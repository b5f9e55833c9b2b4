//! Card export: output formats, PDF page layout and the PDF writer.
//!
//! The browser side rasterizes the hero card and hands over a JPEG; everything
//! after that (page geometry, document structure) lives here so it can be
//! tested without a browser.

use lopdf::{Document, Object, Stream, dictionary};

use crate::config::ExportConfig;
use crate::error::{ExpotenError, Result};

const PT_PER_MM: f64 = 72.0 / 25.4;
const IMAGE_NAME: &str = "Im0";

#[derive(Debug, Clone, Copy, PartialEq, Eq)]
pub enum ExportFormat {
    Jpg,
    Pdf,
}

impl ExportFormat {
    pub fn filename(self, config: &ExportConfig) -> &str {
        match self {
            ExportFormat::Jpg => &config.jpg_filename,
            ExportFormat::Pdf => &config.pdf_filename,
        }
    }

    /// JPEG quality used when encoding the rasterized card.
    pub fn jpeg_quality(self, config: &ExportConfig) -> f64 {
        match self {
            ExportFormat::Jpg => config.jpg_quality,
            ExportFormat::Pdf => config.pdf_quality,
        }
    }

    /// Canvas fill before drawing. The JPG keeps the card as rendered,
    /// the PDF page is white.
    pub fn background(self) -> Option<&'static str> {
        match self {
            ExportFormat::Jpg => None,
            ExportFormat::Pdf => Some("#ffffff"),
        }
    }

    pub fn mime(self) -> &'static str {
        match self {
            ExportFormat::Jpg => "image/jpeg",
            ExportFormat::Pdf => "application/pdf",
        }
    }
}

/// Placement of the card image on the PDF page, in millimetres from the
/// top-left corner of the page.
#[derive(Debug, Clone, Copy, PartialEq)]
pub struct PdfLayout {
    pub page_width: f64,
    pub page_height: f64,
    pub x: f64,
    pub y: f64,
    pub width: f64,
    pub height: f64,
}

impl PdfLayout {
    /// Fit a `px_width` x `px_height` bitmap on the page.
    ///
    /// The image spans the page width minus margins. If that makes it taller
    /// than the printable height, it is shrunk to that height and centered
    /// horizontally; the aspect ratio never changes.
    pub fn fit(px_width: u32, px_height: u32, config: &ExportConfig) -> Result<Self> {
        if px_width == 0 || px_height == 0 {
            return Err(ExpotenError::EmptyRaster {
                width: px_width,
                height: px_height,
            });
        }
        let margin = config.margin_mm;
        let max_width = config.page_width_mm - 2.0 * margin;
        let max_height = config.page_height_mm - 2.0 * margin;
        let aspect = f64::from(px_height) / f64::from(px_width);

        let mut width = max_width;
        let mut height = width * aspect;
        if height > max_height {
            height = max_height;
            width = height / aspect;
        }

        Ok(Self {
            page_width: config.page_width_mm,
            page_height: config.page_height_mm,
            x: (config.page_width_mm - width) / 2.0,
            y: margin,
            width,
            height,
        })
    }

    /// Image placement as a PDF `cm` matrix operand list (points, bottom-left origin).
    fn image_matrix(&self) -> [f64; 6] {
        let bottom = self.page_height - self.y - self.height;
        [
            self.width * PT_PER_MM,
            0.0,
            0.0,
            self.height * PT_PER_MM,
            self.x * PT_PER_MM,
            bottom * PT_PER_MM,
        ]
    }
}

/// Build a one-page PDF with the JPEG card placed per [`PdfLayout::fit`].
pub fn write_pdf(
    jpeg: &[u8],
    px_width: u32,
    px_height: u32,
    title: &str,
    config: &ExportConfig,
) -> Result<Vec<u8>> {
    let layout = PdfLayout::fit(px_width, px_height, config)?;

    let mut doc = Document::with_version("1.5");
    let pages_id = doc.new_object_id();

    let image = Stream::new(
        dictionary! {
            "Type" => "XObject",
            "Subtype" => "Image",
            "Width" => i64::from(px_width),
            "Height" => i64::from(px_height),
            "ColorSpace" => "DeviceRGB",
            "BitsPerComponent" => 8,
            "Filter" => "DCTDecode",
        },
        jpeg.to_vec(),
    )
    .with_compression(false);
    let image_id = doc.add_object(image);

    let [a, b, c, d, e, f] = layout.image_matrix();
    let operations = format!("q {a:.4} {b} {c} {d:.4} {e:.4} {f:.4} cm /{IMAGE_NAME} Do Q");
    let content_id = doc.add_object(Stream::new(dictionary! {}, operations.into_bytes()));

    let resources_id = doc.add_object(dictionary! {
        "XObject" => dictionary! {
            IMAGE_NAME => image_id,
        },
    });

    let media_box: Vec<Object> = vec![
        0.into(),
        0.into(),
        ((layout.page_width * PT_PER_MM).round() as i64).into(),
        ((layout.page_height * PT_PER_MM).round() as i64).into(),
    ];
    let page_id = doc.add_object(dictionary! {
        "Type" => "Page",
        "Parent" => pages_id,
        "MediaBox" => media_box,
        "Contents" => content_id,
        "Resources" => resources_id,
    });

    doc.objects.insert(
        pages_id,
        Object::Dictionary(dictionary! {
            "Type" => "Pages",
            "Kids" => vec![page_id.into()],
            "Count" => 1,
        }),
    );

    let catalog_id = doc.add_object(dictionary! {
        "Type" => "Catalog",
        "Pages" => pages_id,
    });
    let info_id = doc.add_object(dictionary! {
        "Title" => Object::string_literal(title),
        "Producer" => Object::string_literal(concat!("expoten ", env!("CARGO_PKG_VERSION"))),
    });
    doc.trailer.set("Root", catalog_id);
    doc.trailer.set("Info", info_id);

    let mut out = Vec::with_capacity(jpeg.len() + 2048);
    doc.save_to(&mut out)?;
    tracing::debug!(
        bytes = out.len(),
        width_mm = layout.width,
        height_mm = layout.height,
        "PDF card written"
    );
    Ok(out)
}
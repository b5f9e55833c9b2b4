//! Photo collection and carousel navigation.

use std::ops::Range;

/// Number of fixed tiles in the "views" grid under the CCT scale.
pub const VIEW_TILES: usize = 4;

const WITH_BACKGROUND: Range<usize> = 2..6;
const NO_BACKGROUND: Range<usize> = 0..2;

/// Ordered image sources plus the index of the photo shown on the hero card.
///
/// Sources are URLs or `data:` URLs. The collection only grows at the front
/// (uploads); `active` is always a valid index while the collection is non-empty.
#[derive(Debug, Clone, Default, PartialEq, Eq)]
pub struct Gallery {
    images: Vec<String>,
    active: usize,
    revision: u64,
}

impl Gallery {
    pub fn new(images: Vec<String>) -> Self {
        Self {
            images,
            active: 0,
            revision: 0,
        }
    }

    pub fn images(&self) -> &[String] {
        &self.images
    }

    pub fn len(&self) -> usize {
        self.images.len()
    }

    pub fn is_empty(&self) -> bool {
        self.images.is_empty()
    }

    pub fn active(&self) -> usize {
        self.active
    }

    /// Bumped whenever the image list changes; navigation leaves it alone.
    pub fn revision(&self) -> u64 {
        self.revision
    }

    pub fn active_src(&self) -> Option<&str> {
        self.images.get(self.active).map(String::as_str)
    }

    pub fn next(&mut self) {
        if let Some(len) = self.non_zero_len() {
            self.active = (self.active + 1) % len;
        }
    }

    pub fn prev(&mut self) {
        if let Some(len) = self.non_zero_len() {
            self.active = (self.active + len - 1) % len;
        }
    }

    /// Jump to a thumbnail. Out-of-range indices are ignored.
    pub fn select(&mut self, index: usize) {
        if index < self.images.len() {
            self.active = index;
        } else {
            tracing::debug!(index, len = self.images.len(), "ignoring out-of-range selection");
        }
    }

    /// Put freshly uploaded photos in front, keeping their order, and show the first one.
    pub fn prepend(&mut self, uploaded: Vec<String>) {
        if uploaded.is_empty() {
            return;
        }
        tracing::debug!(
            added = uploaded.len(),
            total = uploaded.len() + self.images.len(),
            "prepending uploaded photos"
        );
        self.images.splice(0..0, uploaded);
        self.active = 0;
        self.revision = self.revision.wrapping_add(1);
    }

    /// Counter shown on the hero card, e.g. `Фото 2 / 6`.
    pub fn caption(&self) -> String {
        if self.images.is_empty() {
            return "Фото 0 / 0".to_string();
        }
        format!("Фото {} / {}", self.active + 1, self.images.len())
    }

    /// Collection index behind view tile `tile`. The grid always has
    /// [`VIEW_TILES`] tiles and wraps around short collections.
    pub fn view_index(&self, tile: usize) -> Option<usize> {
        self.non_zero_len().map(|len| tile % len)
    }

    /// Source shown on view tile `tile`.
    pub fn view_src(&self, tile: usize) -> Option<&str> {
        self.view_index(tile)
            .and_then(|i| self.images.get(i))
            .map(String::as_str)
    }

    /// Photos for the "with background" group of the right-hand blocks.
    pub fn with_background(&self) -> &[String] {
        self.clamped(WITH_BACKGROUND)
    }

    /// Photos for the "no background / macro" group of the right-hand blocks.
    pub fn no_background(&self) -> &[String] {
        self.clamped(NO_BACKGROUND)
    }

    fn clamped(&self, range: Range<usize>) -> &[String] {
        let len = self.images.len();
        &self.images[range.start.min(len)..range.end.min(len)]
    }

    fn non_zero_len(&self) -> Option<usize> {
        match self.images.len() {
            0 => None,
            len => Some(len),
        }
    }
}

#[cfg(test)]
mod tests {
    use super::*;
    use pretty_assertions::assert_eq;

    fn gallery(names: &[&str]) -> Gallery {
        Gallery::new(names.iter().map(|s| s.to_string()).collect())
    }

    #[test]
    fn next_cycles_back_to_start() {
        for len in 1..=8 {
            let names: Vec<String> = (0..len).map(|i| format!("img-{i}")).collect();
            let mut g = Gallery::new(names);
            for start in 0..len {
                g.select(start);
                for _ in 0..len {
                    g.next();
                }
                assert_eq!(g.active(), start, "len={len} start={start}");
            }
        }
    }

    #[test]
    fn prev_from_zero_wraps_to_last() {
        for len in 1..=8 {
            let names: Vec<String> = (0..len).map(|i| format!("img-{i}")).collect();
            let mut g = Gallery::new(names);
            g.prev();
            assert_eq!(g.active(), len - 1);
        }
    }

    #[test]
    fn prev_then_next_scenario() {
        let mut g = gallery(&["A", "B", "C"]);
        g.prev();
        assert_eq!(g.active(), 2);
        assert_eq!(g.active_src(), Some("C"));
        g.next();
        assert_eq!(g.active(), 0);
    }

    #[test]
    fn only_uploads_change_the_revision() {
        let mut g = gallery(&["A", "B", "C"]);
        let start = g.revision();
        g.next();
        g.prev();
        g.select(2);
        g.prepend(Vec::new());
        assert_eq!(g.revision(), start);

        g.prepend(vec!["new".into()]);
        assert_eq!(g.revision(), start + 1);
    }

    #[test]
    fn single_image_stays_at_zero() {
        let mut g = gallery(&["only"]);
        g.next();
        assert_eq!(g.active(), 0);
        g.prev();
        assert_eq!(g.active(), 0);
    }

    #[test]
    fn empty_gallery_is_tolerated() {
        let mut g = Gallery::default();
        g.next();
        g.prev();
        g.select(3);
        assert_eq!(g.active(), 0);
        assert_eq!(g.active_src(), None);
        assert_eq!(g.view_index(2), None);
        assert!(g.with_background().is_empty());
        assert_eq!(g.caption(), "Фото 0 / 0");
    }

    #[test]
    fn upload_prepends_in_order_and_resets_active() {
        let mut g = gallery(&["X"]);
        g.prepend(vec!["new1".into(), "new2".into()]);
        assert_eq!(g.images(), &["new1", "new2", "X"]);
        assert_eq!(g.active(), 0);

        let mut g = gallery(&["A", "B", "C"]);
        g.select(2);
        g.prepend(vec!["k1".into(), "k2".into(), "k3".into()]);
        assert_eq!(g.images(), &["k1", "k2", "k3", "A", "B", "C"]);
        assert_eq!(g.active(), 0);
    }

    #[test]
    fn empty_upload_changes_nothing() {
        let mut g = gallery(&["A", "B"]);
        g.select(1);
        g.prepend(Vec::new());
        assert_eq!(g.active(), 1);
        assert_eq!(g.len(), 2);
    }

    #[test]
    fn select_ignores_out_of_range() {
        let mut g = gallery(&["A", "B"]);
        g.select(1);
        g.select(5);
        assert_eq!(g.active(), 1);
    }

    #[test]
    fn caption_is_one_based() {
        let mut g = gallery(&["A", "B", "C", "D", "E", "F"]);
        g.next();
        assert_eq!(g.caption(), "Фото 2 / 6");
    }

    #[test]
    fn view_tiles_wrap_short_collections() {
        let g = gallery(&["A", "B", "C"]);
        let indices: Vec<_> = (0..VIEW_TILES).filter_map(|t| g.view_index(t)).collect();
        assert_eq!(indices, vec![0, 1, 2, 0]);
        assert_eq!(g.view_src(3), Some("A"));
    }

    #[test]
    fn right_blocks_are_clamped_slices() {
        let g = gallery(&["A", "B", "C", "D", "E", "F", "G"]);
        assert_eq!(g.with_background(), &["C", "D", "E", "F"]);
        assert_eq!(g.no_background(), &["A", "B"]);

        let g = gallery(&["A", "B", "C"]);
        assert_eq!(g.with_background(), &["C"]);
        assert_eq!(g.no_background(), &["A", "B"]);

        let g = gallery(&["A"]);
        assert!(g.with_background().is_empty());
        assert_eq!(g.no_background(), &["A"]);
    }
}
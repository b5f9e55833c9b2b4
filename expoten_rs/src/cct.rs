//! Correlated colour temperature scale shown under the gallery.

#[derive(Debug, Clone, Copy, PartialEq, Eq)]
pub struct CctSegment {
    pub kelvin: u32,
    pub label: &'static str,
    /// CSS class tinting the segment
    pub tint: &'static str,
}

impl CctSegment {
    /// Tooltip, e.g. `Нейтральный — 4000K`.
    pub fn title(&self) -> String {
        format!("{} — {}K", self.label, self.kelvin)
    }
}

pub static CCT_SEGMENTS: [CctSegment; 4] = [
    CctSegment {
        kelvin: 2200,
        label: "Тёплый жёлтый",
        tint: "cct-warm-yellow",
    },
    CctSegment {
        kelvin: 2700,
        label: "Тёплый белый",
        tint: "cct-warm-white",
    },
    CctSegment {
        kelvin: 4000,
        label: "Нейтральный",
        tint: "cct-neutral",
    },
    CctSegment {
        kelvin: 6500,
        label: "Холодный белый",
        tint: "cct-cold-white",
    },
];
use expoten::{BrandConfig, ExportFormat, ProductPageState};
use leptos::html::Div;
use leptos::prelude::*;
use leptos::task::spawn_local;

use crate::browser::export_card;

#[component]
pub fn ExportBar(
    state: RwSignal<ProductPageState>,
    config: &'static BrandConfig,
    hero_ref: NodeRef<Div>,
) -> impl IntoView {
    let export = move |format: ExportFormat| {
        // Nothing rendered yet, nothing to export
        let Some(hero) = hero_ref.get() else {
            return;
        };
        let snapshot = state.get_untracked();
        spawn_local(async move {
            if let Err(e) = export_card(format, hero.into(), snapshot, config).await {
                tracing::error!(
                    file = format.filename(&config.export),
                    "card export failed: {e}"
                );
            }
        });
    };

    view! {
        <div class="export-bar">
            <button class="btn btn-primary" on:click=move |_| export(ExportFormat::Jpg)>
                "Скачать JPG"
            </button>
            <button class="btn btn-secondary" on:click=move |_| export(ExportFormat::Pdf)>
                "Скачать PDF"
            </button>
        </div>
    }
}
────────────────
Your answer should consist of the lines above that hold the word "click".

            <button class="btn btn-primary" on:click=move |_| export(ExportFormat::Jpg)>
            <button class="btn btn-secondary" on:click=move |_| export(ExportFormat::Pdf)>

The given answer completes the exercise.